A Franklin Township Police officer under investigation for kicking a handcuffed suspect in the head has resigned.
The Columbus Dispatch reports an attorney for officer Robert Wells says Wells' resigned effective Sunday.
Wells, a part-time Franklin Township officer, was placed on leave last week after a cellphone video surfaced from a May 1 vehicle pursuit that shows him kicking an 18-year-old man in the head.
Franklin Township trustee Aryeh Alex says an internal investigation of the 48-year-old Wells is continuing.
“Our police chief has an administrative investigation going on and, has requested a criminal investigation from BCI, in the attorney general’s office, to launch an independent investigation,” Alex explains.
"What I know," he adds, "is that the officer in question was hired under a previous police chief who is no longer with the township, and a previous board of trustees who are also no longer with the township."

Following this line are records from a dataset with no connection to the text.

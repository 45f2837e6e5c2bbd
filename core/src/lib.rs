//! Core library for per-owner AI provider credentials and clients.
//!
//! Module map:
//! - [`secrets`] loads the process key and seals credentials with AES-256-GCM.
//! - [`registry`] stores provider configurations and keeps one default per owner.
//! - [`providers`] holds one adapter per backend behind the [`providers::ProviderAdapter`] trait.
//! - [`factory`] turns an owner's default configuration into a ready adapter.
//! - [`tester`] probes a candidate configuration before it is trusted.
//! - [`usage`] meters completions and aggregates them per window.
//! - [`model_manager`] is the async facade the application holds.
//! - [`db`], [`logging`], [`config`] and [`errors`] carry the shared plumbing.

pub mod config;
pub mod db;
pub mod errors;
pub mod factory;
pub mod logging;
pub mod model_manager;
pub mod providers;
pub mod registry;
pub mod secrets;
pub mod tester;
pub mod usage;

pub use config::CoreConfig;
pub use errors::{AiError, AiResult};
pub use model_manager::{MediationRequest, ModelManager};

According to Police Chief Byron C. Smith, the incident unfolded after officers stopped the car of Anthony Foster Jr., who fled and “continued driving recklessly” before being removed by officers. The video shows one officer pinning the suspect on the ground while Wells comes over and kicks him in the head.
This shit happened in my my own front yard last night !! I don’t care what this dude did, there is no justifiable reason for what the cop did. They had him restrained and the cop deadass kicks him in the head. pic.twitter.com/hK2FpwYqrg
— Steel (@j_tennyson_) May 2, 2018
Wells is a fulltime investigations supervisor for the Ohio Lottery Commission. He was convicted of assault and fired as a police officer in the central Ohio city of Pataskala in 2002 after he and another officer were seen in a cellphone video kicking an 18-year-old man during an arrest.
This was the second viral incident of a Columbus-area officer kicking a suspect in the head. Last July, officer Zachary Rosen was fired for using "unreasonable" force after a cell phone video showed him kicking Demarko Anderson. Rosen was reinstated in March after the Fraternal Order of Police appealed the decision.